O trânsito entre a zona do Marquês de Pombal e São Bento, em Lisboa, vai sofrer fortes restrições na quinta-feira, a partir das 13:00, por causa da manifestação conjunta de profissionais da PSP e da GNR.

Os manifestantes vão concentrar-se a partir das 13:00 na praça do Marquês de Pombal, passando pelas ruas Brancaamp, avenida Alexandre Herculano, Largo do Rato e rua de São Bento, em direção à Assembleia da República.

O Cometlis avançou que a calçada da Estrela, na zona da Assembleia da República, será encerrada ao trânsito a partir das 8:30, pelo que a circulação do elétrico 28 não se efetuará. Em alternativa poderá ser utilizada a rua Borges Carneiro e, até à altura do início do desfile, a rua de São Bento.

Após o início do desfile em direção à Assembleia da República, as artérias adjacentes sofrerão um forte condicionamento de trânsito, havendo cortes momentâneos nas ruas que convergem com o percurso da manifestação e corte total da Avenida Dom Carlos I, a partir da calçada Marquês de Abrantes, aquando do início do desfile”, avançam as autoridades.

Atendendo ao previsto condicionamento da circulação rodoviária, a PSP aconselha aos cidadãos a utilização preferencial de transportes públicos para deslocações naquela zona da cidade de Lisboa.
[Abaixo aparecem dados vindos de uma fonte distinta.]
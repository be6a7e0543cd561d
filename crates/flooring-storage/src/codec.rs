//! Text codec for order partitions.
//!
//! A partition is a header line followed by one comma-delimited line per
//! order. Unset fields are written as empty strings. Fields containing a
//! comma or a double quote are quoted, with embedded quotes doubled.
//!
//! Surrounding whitespace is trimmed from every field on decode.
//! Decoding is tolerant: a line without a usable order number is skipped,
//! and a field that fails to parse is left unset. Each such event is
//! reported as a [`LoadWarning`] instead of failing the whole partition.

use crate::StorageError;
use chrono::NaiveDate;
use flooring_types::{format_optional, Order, PartitionKey};
use rust_decimal::Decimal;
use std::collections::BTreeMap;
use std::fmt;

/// Header line of every partition.
pub const PARTITION_HEADER: &str = "OrderNumber,CustomerName,State,TaxRate,ProductType,Area,\
	CostPerSquareFoot,LaborCostPerSquareFoot,MaterialCost,LaborCost,Tax,Total";

/// Something that was dropped while decoding a partition.
#[derive(Debug, Clone, PartialEq, Eq)]
pub struct LoadWarning {
	/// Date of the partition.
	pub date: NaiveDate,
	/// 1-based line number within the partition text.
	pub line: usize,
	/// What was dropped.
	pub kind: LoadWarningKind,
}

/// Kinds of [`LoadWarning`].
#[derive(Debug, Clone, PartialEq, Eq)]
pub enum LoadWarningKind {
	/// The line has no order number; it was skipped.
	MissingOrderNumber,
	/// The order number is not a positive integer; the line was skipped.
	InvalidOrderNumber(String),
	/// A field could not be parsed and was left unset.
	InvalidField { field: &'static str, value: String },
	/// A later line reused this order number and replaced the earlier one.
	DuplicateOrderNumber(u32),
}

impl fmt::Display for LoadWarning {
	fn fmt(&self, f: &mut fmt::Formatter<'_>) -> fmt::Result {
		write!(f, "{} line {}: ", self.date, self.line)?;
		match &self.kind {
			LoadWarningKind::MissingOrderNumber => write!(f, "missing order number, line skipped"),
			LoadWarningKind::InvalidOrderNumber(value) => {
				write!(f, "invalid order number '{}', line skipped", value)
			},
			LoadWarningKind::InvalidField { field, value } => {
				write!(f, "invalid {} '{}', field left unset", field, value)
			},
			LoadWarningKind::DuplicateOrderNumber(number) => {
				write!(f, "order number {} repeated, earlier line replaced", number)
			},
		}
	}
}

/// Result of decoding one partition.
#[derive(Debug, Default)]
pub struct DecodedPartition {
	/// Orders keyed by order number.
	pub orders: BTreeMap<u32, Order>,
	/// Lines or fields that were dropped.
	pub warnings: Vec<LoadWarning>,
}

/// Encodes the orders of one partition, header first, in the given order.
pub fn encode_partition<'a>(
	orders: impl IntoIterator<Item = &'a Order>,
) -> Result<String, StorageError> {
	let mut out = String::from(PARTITION_HEADER);
	out.push('\n');
	for order in orders {
		out.push_str(&join_record(&order_fields(order))?);
		out.push('\n');
	}
	Ok(out)
}

/// Decodes a partition's text. The first line is treated as the header.
pub fn decode_partition(key: PartitionKey, content: &str) -> DecodedPartition {
	let date = key.date();
	let mut decoded = DecodedPartition::default();

	for (index, line) in content.lines().enumerate().skip(1) {
		if line.trim().is_empty() {
			continue;
		}
		let line_no = index + 1;
		let mut warn = |kind| decoded.warnings.push(LoadWarning { date, line: line_no, kind });

		let fields = split_record(line);
		let number_field = fields.first().map(|f| f.trim()).unwrap_or_default();
		if number_field.is_empty() {
			warn(LoadWarningKind::MissingOrderNumber);
			continue;
		}
		let order_number = match number_field.parse::<u32>() {
			Ok(n) if n > 0 => n,
			_ => {
				warn(LoadWarningKind::InvalidOrderNumber(number_field.to_string()));
				continue;
			},
		};

		let text = |i: usize| {
			fields
				.get(i)
				.map(|f| f.trim())
				.filter(|f| !f.is_empty())
				.map(str::to_string)
		};
		let mut decimal = |i: usize, field: &'static str| {
			let raw = fields.get(i).map(|f| f.trim()).unwrap_or_default();
			if raw.is_empty() {
				return None;
			}
			match raw.parse::<Decimal>() {
				Ok(value) => Some(value),
				Err(_) => {
					warn(LoadWarningKind::InvalidField {
						field,
						value: raw.to_string(),
					});
					None
				},
			}
		};

		let mut order = Order::new(order_number, date);
		order.customer_name = text(1);
		order.state = text(2);
		order.tax_rate = decimal(3, "TaxRate");
		order.product_type = text(4);
		order.area = decimal(5, "Area");
		order.cost_per_square_foot = decimal(6, "CostPerSquareFoot");
		order.labor_cost_per_square_foot = decimal(7, "LaborCostPerSquareFoot");
		order.costs.material_cost = decimal(8, "MaterialCost");
		order.costs.labor_cost = decimal(9, "LaborCost");
		order.costs.tax = decimal(10, "Tax");
		order.costs.total = decimal(11, "Total");

		if decoded.orders.insert(order_number, order).is_some() {
			decoded.warnings.push(LoadWarning {
				date,
				line: line_no,
				kind: LoadWarningKind::DuplicateOrderNumber(order_number),
			});
		}
	}

	decoded
}

/// Fields of an order in partition column order, unset fields empty.
pub(crate) fn order_fields(order: &Order) -> Vec<String> {
	vec![
		order.order_number.to_string(),
		order.customer_name.clone().unwrap_or_default(),
		order.state.clone().unwrap_or_default(),
		format_optional(order.tax_rate),
		order.product_type.clone().unwrap_or_default(),
		format_optional(order.area),
		format_optional(order.cost_per_square_foot),
		format_optional(order.labor_cost_per_square_foot),
		format_optional(order.costs.material_cost),
		format_optional(order.costs.labor_cost),
		format_optional(order.costs.tax),
		format_optional(order.costs.total),
	]
}

/// Joins fields into one line, quoting where needed.
pub(crate) fn join_record(fields: &[String]) -> Result<String, StorageError> {
	let mut line = String::new();
	for (i, field) in fields.iter().enumerate() {
		if field.contains(['\n', '\r']) {
			return Err(StorageError::Serialization(format!(
				"field '{}' contains a line break",
				field.escape_debug()
			)));
		}
		if i > 0 {
			line.push(',');
		}
		if field.contains([',', '"']) {
			line.push('"');
			line.push_str(&field.replace('"', "\"\""));
			line.push('"');
		} else {
			line.push_str(field);
		}
	}
	Ok(line)
}

/// Splits one line into fields, honoring quoted fields. Empty fields,
/// including trailing ones, are kept.
pub(crate) fn split_record(line: &str) -> Vec<String> {
	let mut fields = Vec::new();
	let mut current = String::new();
	let mut in_quotes = false;
	let mut chars = line.chars().peekable();

	while let Some(c) = chars.next() {
		match c {
			'"' if in_quotes => {
				if chars.peek() == Some(&'"') {
					current.push('"');
					chars.next();
				} else {
					in_quotes = false;
				}
			},
			'"' if current.is_empty() => in_quotes = true,
			',' if !in_quotes => fields.push(std::mem::take(&mut current)),
			_ => current.push(c),
		}
	}
	fields.push(current);
	fields
}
A PSP sugere que, se for precisa a intervenção das autoridades policiais, os cidadãos podem ligar para o Cometlis, pelo número 217654242, ou em caso de emergência para o 112.
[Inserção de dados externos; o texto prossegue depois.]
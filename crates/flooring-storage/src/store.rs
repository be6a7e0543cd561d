//! Date-partitioned order store.
//!
//! The store keeps an index of partitions keyed by date. A partition is
//! read from the backend the first time any operation touches its date and
//! stays resident afterwards. Every mutation rewrites the whole partition
//! through the backend before the index is updated, so a failed write never
//! shows up as committed. A partition left with no orders is deleted from
//! the backend rather than written empty.

use crate::codec::{decode_partition, encode_partition, LoadWarning};
use crate::{PartitionBackend, StorageError};
use chrono::NaiveDate;
use flooring_types::{Order, PartitionKey};
use std::collections::BTreeMap;

/// Residency state of one partition in the index.
#[derive(Debug, Clone, Default)]
enum Partition {
	/// Known to exist in the backend but not read yet.
	#[default]
	Unloaded,
	/// Read from the backend; may be empty.
	Loaded(BTreeMap<u32, Order>),
}

impl Partition {
	fn orders(&self) -> Option<&BTreeMap<u32, Order>> {
		match self {
			Partition::Loaded(orders) => Some(orders),
			Partition::Unloaded => None,
		}
	}
}

/// Order store backed by one partition per order date.
///
/// The index is owned exclusively by the store. Every read returns copies,
/// so changes to a returned order only take effect once it is passed back
/// to [`OrderStore::add_order`].
pub struct OrderStore {
	backend: Box<dyn PartitionBackend>,
	partitions: BTreeMap<PartitionKey, Partition>,
	warnings: Vec<LoadWarning>,
}

impl OrderStore {
	/// Creates a store over the given backend. Nothing is read until an
	/// operation needs it.
	pub fn new(backend: Box<dyn PartitionBackend>) -> Self {
		Self {
			backend,
			partitions: BTreeMap::new(),
			warnings: Vec::new(),
		}
	}

	/// Returns every order for a date, ordered by order number.
	pub fn orders_for_date(&mut self, date: NaiveDate) -> Result<Vec<Order>, StorageError> {
		Ok(self.load(partition_key(date)?)?.values().cloned().collect())
	}

	/// Returns one order by date and number.
	pub fn get_order(&mut self, date: NaiveDate, order_number: u32) -> Result<Order, StorageError> {
		self.load(partition_key(date)?)?
			.get(&order_number)
			.cloned()
			.ok_or(StorageError::NotFound { date, order_number })
	}

	/// Inserts or replaces an order in the date's partition and rewrites
	/// the partition.
	///
	/// The order's date is set to `date`. An existing order with the same
	/// number is replaced without merging.
	pub fn add_order(&mut self, date: NaiveDate, mut order: Order) -> Result<Order, StorageError> {
		if order.order_number == 0 {
			return Err(StorageError::InvalidOrder(
				"order number must be positive".into(),
			));
		}
		order.order_date = date;

		let key = partition_key(date)?;
		let mut updated = self.load(key)?.clone();
		let replaced = updated
			.insert(order.order_number, order.clone())
			.is_some();

		self.persist(key, &updated)?;
		self.partitions.insert(key, Partition::Loaded(updated));
		tracing::info!(
			date = %date,
			order_number = order.order_number,
			replaced,
			"Stored order"
		);
		Ok(order)
	}

	/// Removes an order and rewrites (or deletes) its partition.
	pub fn remove_order(
		&mut self,
		date: NaiveDate,
		order_number: u32,
	) -> Result<Order, StorageError> {
		let key = partition_key(date)?;
		let mut updated = self.load(key)?.clone();
		let removed = updated
			.remove(&order_number)
			.ok_or(StorageError::NotFound { date, order_number })?;

		self.persist(key, &updated)?;
		self.partitions.insert(key, Partition::Loaded(updated));
		tracing::info!(date = %date, order_number, "Removed order");
		Ok(removed)
	}

	/// Returns one more than the highest order number in the store, or 1
	/// when the store is empty.
	///
	/// Every partition in the backend is loaded first, so the number is
	/// unique across all dates and not only the ones touched so far.
	pub fn next_order_number(&mut self) -> Result<u32, StorageError> {
		self.load_all()?;
		let max = self
			.partitions
			.values()
			.filter_map(Partition::orders)
			.filter_map(|orders| orders.keys().next_back().copied())
			.max()
			.unwrap_or(0);
		max.checked_add(1)
			.ok_or_else(|| StorageError::InvalidOrder("order numbers exhausted".into()))
	}

	/// Returns every order in the store, ordered by date then order number.
	pub fn all_orders(&mut self) -> Result<Vec<Order>, StorageError> {
		self.load_all()?;
		Ok(self
			.partitions
			.values()
			.filter_map(Partition::orders)
			.flat_map(|orders| orders.values().cloned())
			.collect())
	}

	/// Rewrites every loaded partition. Returns how many were written.
	pub fn save_all(&mut self) -> Result<usize, StorageError> {
		let mut written = 0;
		for (key, partition) in &self.partitions {
			if let Partition::Loaded(orders) = partition {
				self.persist(*key, orders)?;
				written += 1;
			}
		}
		tracing::info!(partitions = written, "Saved all loaded partitions");
		Ok(written)
	}

	/// Returns true if the date's partition has been read into the index.
	pub fn is_loaded(&self, date: NaiveDate) -> bool {
		PartitionKey::new(date)
			.ok()
			.and_then(|key| self.partitions.get(&key))
			.and_then(Partition::orders)
			.is_some()
	}

	/// Returns the warnings collected while decoding partitions.
	pub fn load_warnings(&self) -> Vec<LoadWarning> {
		self.warnings.clone()
	}

	/// Discovers every partition in the backend and loads those not yet
	/// resident.
	fn load_all(&mut self) -> Result<(), StorageError> {
		for key in self.backend.list_partitions()? {
			self.partitions.entry(key).or_default();
		}
		let pending: Vec<PartitionKey> = self
			.partitions
			.iter()
			.filter(|(_, partition)| partition.orders().is_none())
			.map(|(key, _)| *key)
			.collect();
		for key in pending {
			self.load(key)?;
		}
		Ok(())
	}

	/// Makes a partition resident and returns its orders.
	fn load(&mut self, key: PartitionKey) -> Result<&BTreeMap<u32, Order>, StorageError> {
		if !self.is_loaded(key.date()) {
			let orders = match self.backend.read_partition(key)? {
				Some(content) => {
					let decoded = decode_partition(key, &content);
					for warning in &decoded.warnings {
						tracing::warn!(partition = %key, "{}", warning);
					}
					self.warnings.extend(decoded.warnings);
					decoded.orders
				},
				None => BTreeMap::new(),
			};
			tracing::debug!(partition = %key, orders = orders.len(), "Loaded partition");
			self.partitions.insert(key, Partition::Loaded(orders));
		}

		self.partitions
			.get(&key)
			.and_then(Partition::orders)
			.ok_or_else(|| StorageError::Backend(format!("partition {} is not resident", key)))
	}

	/// Writes a partition's orders, or deletes it when there are none.
	fn persist(&self, key: PartitionKey, orders: &BTreeMap<u32, Order>) -> Result<(), StorageError> {
		if orders.is_empty() {
			self.backend.delete_partition(key)?;
			tracing::debug!(partition = %key, "Deleted empty partition");
		} else {
			let contents = encode_partition(orders.values())?;
			self.backend.write_partition(key, &contents)?;
			tracing::debug!(partition = %key, orders = orders.len(), "Wrote partition");
		}
		Ok(())
	}
}

/// Maps a date to its partition, rejecting dates the key format cannot hold.
fn partition_key(date: NaiveDate) -> Result<PartitionKey, StorageError> {
	PartitionKey::new(date).map_err(|e| StorageError::InvalidOrder(e.to_string()))
}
Entretanto, já esta quarta-feira, a PSP isolou a zona da Assembleia da República, em São Bento, com barreiras metálicas e blocos de betão, para impedir qualquer acesso às escadarias e acessos ao parlamento.

Fonte policial disse à Lusa que, em relação a este protesto, a competência da segurança do recinto exterior da Assembleia da República é da competência da Direção nacional da PSP, em coordenação com a segurança do parlamento.

Profissionais da PSP e da GNR realizam na quinta-feira, em Lisboa, uma “manifestação conjunta e pacífica” para exigir ao novo Governo “a resolução rápida” dos problemas que ficaram por resolver na anterior legislatura.